Sorry for not apologising, the error is regretted

May 23, 2021 09:56 am | Updated 10:02 am IST

I recently ordered lunch from a takeaway nearby. It was delivered by mistake to the wrong house where the surprised family polished off the unexpected offering. There was no apology from the delivery boy, the restaurant, or indeed the neighbour. It set me thinking: why do we find it so difficult to say ‘sorry’? Elton John was right. Sorry seems to be the hardest word .

Some people who say ‘sorry’ do so while suggesting that whatever happened was actually your fault (or Nehru’s). I once had a visitor reverse the car into some potted plants near the gate, and then stomp on the pots in anger while muttering something about my having put them in the wrong place. And there was no apology either.

Politicians live by the dictum attributed to Benjamin Disraeli: Never apologise, never explain. Apologies are seen as a sign of weakness, a chest-size reducing exercise ruining a meticulously constructed image. Thus to expect the author of demonitisation or the Covid vaccine chaos to man up and take responsibility even in a the-buck-stops-here kind of way is futile. To err is human, to apologise for it is foolish.

Not apologising isn’t simply a matter of pride or manliness, it probably speaks of a fragile sense of self. Confident people with a strong sense of who they are don’t believe that an apology is the conduit through which their self-worth oozes out.

One of the cop-outs newspapers often use when they make a mistake is to say the “error is regretted”. That is no apology, as the impersonal passive voice indicates. It’s like saying, “I am sorry you didn’t like it,” which focuses on your not liking it rather than the mistake itself. The British “deeply regretted” Jallianwalla Bagh a century after the massacre.

An insincere apology is an insult. You don’t have to go as far as Henry II did after his minions killed Thomas Beckett the Archbishop of Canterbury, and subject yourself to a series of blows with rods as penance, but it is useful to keep that standard in mind. Grovelling is good.

If demonitisation destroyed the economy, what ought the penance to be? Likewise with the avoidable deaths owing to Covid because a nation was unprepared, believing, thanks to its leaders that the virus had been driven away forever? Sorry seems to be the hardest word.

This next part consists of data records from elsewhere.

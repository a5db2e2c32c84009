use pixeltype::time_series::WpmSeries;

/// Compute X (seconds) and Y (WPM) bounds for the results chart
pub fn compute_chart_params(series: &WpmSeries, time_limit_secs: Option<u32>) -> (f64, f64) {
    let overall_duration = match series.duration() {
        0 => time_limit_secs.unwrap_or(1),
        secs => secs,
    }
    .max(1) as f64;

    // keep a flat line off the top edge
    let highest_wpm = (series.peak_wpm() as f64 * 1.1).round().max(10.0);

    (overall_duration, highest_wpm)
}

/// Format a simple numeric label consistently
pub fn format_label(val: f64) -> String {
    if (val - val.round()).abs() < f64::EPSILON {
        format!("{}", val.round())
    } else {
        format!("{val:.2}")
    }
}
// Minimal integration test that drives the compiled binary through a PTY.
// This exercises the real event loop and crossterm input handling across
// the main boundaries without relying on internal modules.
//
// Notes:
// - Requires a TTY; uses expectrl which allocates a pseudo terminal.
// - Marked Unix-only and ignored by default to avoid CI/platform issues.
// - Run manually via: `cargo test --test integration_min_session -- --ignored`.

#![cfg(unix)]

use std::time::Duration;

use expectrl::{spawn, Eof};

#[test]
#[ignore]
fn minimal_session_completes_and_exits() -> Result<(), Box<dyn std::error::Error>> {
    let bin = assert_cmd::cargo::cargo_bin("pixeltype");
    let cmd = format!("{} --no-save -p hi", bin.display());

    let mut p = spawn(cmd)?;

    // Give the app a moment to initialize the terminal/alternate screen
    std::thread::sleep(Duration::from_millis(200));

    // Typing the whole prompt moves straight to the results screen
    p.send("hi")?;
    std::thread::sleep(Duration::from_millis(200));

    // ESC quits from the results screen
    p.send("\x1b")?;

    p.expect(Eof)?;
    Ok(())
}

#[test]
#[ignore]
fn esc_stops_then_quits() -> Result<(), Box<dyn std::error::Error>> {
    let bin = assert_cmd::cargo::cargo_bin("pixeltype");
    let cmd = format!("{} --no-save -t unbounded -p \"hello world\"", bin.display());

    let mut p = spawn(cmd)?;
    std::thread::sleep(Duration::from_millis(200));

    p.send("hel")?;
    std::thread::sleep(Duration::from_millis(100));

    // first ESC stops the active session, second one quits
    p.send("\x1b")?;
    std::thread::sleep(Duration::from_millis(100));
    p.send("\x1b")?;

    p.expect(Eof)?;
    Ok(())
}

Remember the movie A Fish Called Wanda , and the scene where Kevin Kline dangles John Cleese out of a window and asks, “You’re really sorry”? Cleese replies, “I apologise unreservedly. I offer a complete and utter retraction. The imputation was totally without basis in fact, and was in no way fair comment, and was motivated purely by malice, and I deeply regret any distress that my comments may have caused you or your family, and I hereby undertake not to repeat any such slander at any time in the future."

That tone would have sufficed for my unintended lunch guest and could be the template for apologies in general.